*TASK TO CARRY OUT*: Only one stretch of the data below is wanted: the lines starting at the one with "repository 776bf8ca9407387c" and ending at the one with "use crate::inbound::http::router::AppState;", both included, given again exactly.

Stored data
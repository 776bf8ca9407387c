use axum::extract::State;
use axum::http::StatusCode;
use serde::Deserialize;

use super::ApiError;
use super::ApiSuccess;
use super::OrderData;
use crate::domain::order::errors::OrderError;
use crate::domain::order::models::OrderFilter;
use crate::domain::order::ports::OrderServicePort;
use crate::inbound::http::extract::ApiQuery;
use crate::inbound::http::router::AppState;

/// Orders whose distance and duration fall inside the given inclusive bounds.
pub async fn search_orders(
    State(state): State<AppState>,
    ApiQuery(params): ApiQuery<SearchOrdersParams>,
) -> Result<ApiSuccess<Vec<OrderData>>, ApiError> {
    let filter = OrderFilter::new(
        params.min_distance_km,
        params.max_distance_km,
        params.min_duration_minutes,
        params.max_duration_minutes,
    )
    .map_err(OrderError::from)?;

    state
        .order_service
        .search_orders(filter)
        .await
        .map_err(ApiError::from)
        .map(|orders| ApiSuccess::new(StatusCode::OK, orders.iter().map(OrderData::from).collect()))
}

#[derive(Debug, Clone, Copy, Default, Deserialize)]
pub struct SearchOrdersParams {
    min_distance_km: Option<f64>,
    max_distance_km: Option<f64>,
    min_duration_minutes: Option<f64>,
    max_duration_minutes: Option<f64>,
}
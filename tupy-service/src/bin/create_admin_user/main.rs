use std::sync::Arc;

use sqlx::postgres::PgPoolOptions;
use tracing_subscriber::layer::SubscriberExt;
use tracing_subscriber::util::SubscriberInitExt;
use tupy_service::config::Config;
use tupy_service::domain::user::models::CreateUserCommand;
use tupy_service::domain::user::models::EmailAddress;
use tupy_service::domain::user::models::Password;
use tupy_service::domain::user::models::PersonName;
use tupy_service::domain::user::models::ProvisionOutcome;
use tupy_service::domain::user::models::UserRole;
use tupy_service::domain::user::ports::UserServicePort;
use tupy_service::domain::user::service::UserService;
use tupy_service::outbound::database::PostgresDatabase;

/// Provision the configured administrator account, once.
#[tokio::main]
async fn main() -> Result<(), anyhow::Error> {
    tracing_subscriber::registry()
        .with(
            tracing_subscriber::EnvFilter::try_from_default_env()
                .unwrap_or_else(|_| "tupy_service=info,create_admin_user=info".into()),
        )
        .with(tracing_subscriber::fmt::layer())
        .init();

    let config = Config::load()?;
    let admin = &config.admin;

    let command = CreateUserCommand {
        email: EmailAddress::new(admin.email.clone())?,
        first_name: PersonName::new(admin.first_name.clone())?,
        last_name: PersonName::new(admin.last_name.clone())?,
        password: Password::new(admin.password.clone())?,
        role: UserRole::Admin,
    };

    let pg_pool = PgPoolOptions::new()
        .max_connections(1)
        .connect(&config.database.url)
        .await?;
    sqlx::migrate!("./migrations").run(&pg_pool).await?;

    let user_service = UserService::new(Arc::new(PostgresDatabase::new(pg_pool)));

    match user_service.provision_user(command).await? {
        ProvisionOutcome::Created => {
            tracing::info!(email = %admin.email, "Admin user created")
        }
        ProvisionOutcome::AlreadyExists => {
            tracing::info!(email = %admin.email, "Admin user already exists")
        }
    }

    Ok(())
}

--

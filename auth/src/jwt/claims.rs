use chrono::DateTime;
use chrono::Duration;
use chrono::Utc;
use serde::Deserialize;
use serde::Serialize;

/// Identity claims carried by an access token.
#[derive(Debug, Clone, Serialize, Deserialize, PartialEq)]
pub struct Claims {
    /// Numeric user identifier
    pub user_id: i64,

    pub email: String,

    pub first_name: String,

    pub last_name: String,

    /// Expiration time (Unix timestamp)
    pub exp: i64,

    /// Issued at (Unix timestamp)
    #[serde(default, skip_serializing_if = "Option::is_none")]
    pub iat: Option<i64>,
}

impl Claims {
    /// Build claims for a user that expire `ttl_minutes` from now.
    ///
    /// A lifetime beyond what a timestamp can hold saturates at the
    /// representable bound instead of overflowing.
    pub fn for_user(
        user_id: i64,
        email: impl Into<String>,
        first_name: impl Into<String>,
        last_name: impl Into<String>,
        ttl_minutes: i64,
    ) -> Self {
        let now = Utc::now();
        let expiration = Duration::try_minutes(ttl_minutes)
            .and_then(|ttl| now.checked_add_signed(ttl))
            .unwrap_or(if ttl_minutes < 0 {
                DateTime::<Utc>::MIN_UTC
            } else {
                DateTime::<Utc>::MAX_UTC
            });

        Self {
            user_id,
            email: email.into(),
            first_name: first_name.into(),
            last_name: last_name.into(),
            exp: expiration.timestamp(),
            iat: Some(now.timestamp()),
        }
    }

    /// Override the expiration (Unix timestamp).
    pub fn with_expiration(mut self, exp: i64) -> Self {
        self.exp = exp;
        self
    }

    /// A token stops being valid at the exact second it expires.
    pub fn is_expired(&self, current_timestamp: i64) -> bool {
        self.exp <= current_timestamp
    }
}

--

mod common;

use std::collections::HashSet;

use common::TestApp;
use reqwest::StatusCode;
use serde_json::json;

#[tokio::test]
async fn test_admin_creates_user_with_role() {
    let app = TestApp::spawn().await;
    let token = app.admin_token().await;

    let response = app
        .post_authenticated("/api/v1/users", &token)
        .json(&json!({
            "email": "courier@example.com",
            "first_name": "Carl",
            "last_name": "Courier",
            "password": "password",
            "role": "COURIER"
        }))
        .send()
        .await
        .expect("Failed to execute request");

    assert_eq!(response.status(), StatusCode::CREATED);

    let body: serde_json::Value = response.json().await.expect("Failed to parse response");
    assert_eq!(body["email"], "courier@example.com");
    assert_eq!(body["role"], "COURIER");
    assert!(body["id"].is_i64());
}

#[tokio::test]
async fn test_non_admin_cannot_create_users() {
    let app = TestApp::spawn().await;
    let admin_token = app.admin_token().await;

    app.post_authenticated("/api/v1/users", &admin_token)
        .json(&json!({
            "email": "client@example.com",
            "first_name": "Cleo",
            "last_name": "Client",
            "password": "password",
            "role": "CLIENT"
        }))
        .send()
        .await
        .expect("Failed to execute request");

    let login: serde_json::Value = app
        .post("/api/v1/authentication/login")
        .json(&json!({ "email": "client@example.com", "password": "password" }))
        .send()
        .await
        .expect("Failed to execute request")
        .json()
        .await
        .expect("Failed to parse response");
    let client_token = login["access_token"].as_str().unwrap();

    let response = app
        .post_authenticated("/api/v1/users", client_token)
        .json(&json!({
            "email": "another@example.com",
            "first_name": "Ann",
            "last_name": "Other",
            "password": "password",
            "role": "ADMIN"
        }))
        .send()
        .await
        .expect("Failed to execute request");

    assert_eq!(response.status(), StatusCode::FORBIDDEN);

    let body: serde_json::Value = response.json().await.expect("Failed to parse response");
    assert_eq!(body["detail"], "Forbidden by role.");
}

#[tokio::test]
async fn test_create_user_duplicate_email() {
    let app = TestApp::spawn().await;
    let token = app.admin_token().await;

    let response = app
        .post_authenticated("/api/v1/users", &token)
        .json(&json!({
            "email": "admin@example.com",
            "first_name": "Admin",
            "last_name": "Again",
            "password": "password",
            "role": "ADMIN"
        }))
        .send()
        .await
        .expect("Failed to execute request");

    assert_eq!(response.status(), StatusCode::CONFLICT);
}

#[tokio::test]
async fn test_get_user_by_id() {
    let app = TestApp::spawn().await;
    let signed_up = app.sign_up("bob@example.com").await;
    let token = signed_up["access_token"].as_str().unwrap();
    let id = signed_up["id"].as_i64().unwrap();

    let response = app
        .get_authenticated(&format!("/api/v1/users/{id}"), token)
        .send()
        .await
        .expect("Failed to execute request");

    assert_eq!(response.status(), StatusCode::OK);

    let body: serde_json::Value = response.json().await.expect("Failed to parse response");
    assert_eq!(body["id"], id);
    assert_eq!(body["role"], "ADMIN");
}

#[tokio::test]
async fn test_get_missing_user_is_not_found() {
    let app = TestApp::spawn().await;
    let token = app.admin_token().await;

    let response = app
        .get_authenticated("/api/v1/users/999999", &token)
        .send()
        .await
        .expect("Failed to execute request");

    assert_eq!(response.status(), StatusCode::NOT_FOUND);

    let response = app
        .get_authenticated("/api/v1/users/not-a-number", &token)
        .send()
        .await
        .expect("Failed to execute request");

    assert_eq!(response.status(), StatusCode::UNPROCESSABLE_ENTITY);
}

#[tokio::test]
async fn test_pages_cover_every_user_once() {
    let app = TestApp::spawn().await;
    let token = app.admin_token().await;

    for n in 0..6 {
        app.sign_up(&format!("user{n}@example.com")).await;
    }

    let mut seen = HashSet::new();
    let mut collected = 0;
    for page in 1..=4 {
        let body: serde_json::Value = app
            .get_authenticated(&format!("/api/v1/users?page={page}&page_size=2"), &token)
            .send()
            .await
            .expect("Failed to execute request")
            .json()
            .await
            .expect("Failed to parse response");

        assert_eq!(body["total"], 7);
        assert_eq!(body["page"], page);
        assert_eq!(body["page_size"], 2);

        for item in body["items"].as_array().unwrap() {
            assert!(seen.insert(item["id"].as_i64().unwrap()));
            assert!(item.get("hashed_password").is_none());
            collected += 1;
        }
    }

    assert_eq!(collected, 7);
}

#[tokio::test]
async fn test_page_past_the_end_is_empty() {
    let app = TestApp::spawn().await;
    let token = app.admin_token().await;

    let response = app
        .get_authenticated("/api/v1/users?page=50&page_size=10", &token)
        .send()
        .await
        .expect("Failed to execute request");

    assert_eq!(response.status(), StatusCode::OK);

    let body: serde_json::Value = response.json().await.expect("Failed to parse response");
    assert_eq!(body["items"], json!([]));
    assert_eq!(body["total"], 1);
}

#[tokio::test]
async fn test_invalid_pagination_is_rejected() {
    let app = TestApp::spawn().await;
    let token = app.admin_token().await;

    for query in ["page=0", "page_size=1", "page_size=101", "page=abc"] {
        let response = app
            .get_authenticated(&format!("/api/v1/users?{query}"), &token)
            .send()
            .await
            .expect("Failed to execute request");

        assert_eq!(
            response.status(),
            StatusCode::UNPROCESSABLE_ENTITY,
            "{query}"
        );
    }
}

*SOLUTION FOR THIS PROBLEM*:
repository 776bf8ca9407387c
use axum::extract::State;
use axum::http::StatusCode;
use serde::Deserialize;

use super::ApiError;
use super::ApiSuccess;
use super::OrderData;
use crate::domain::order::errors::OrderError;
use crate::domain::order::models::OrderFilter;
use crate::domain::order::ports::OrderServicePort;
use crate::inbound::http::extract::ApiQuery;
use crate::inbound::http::router::AppState;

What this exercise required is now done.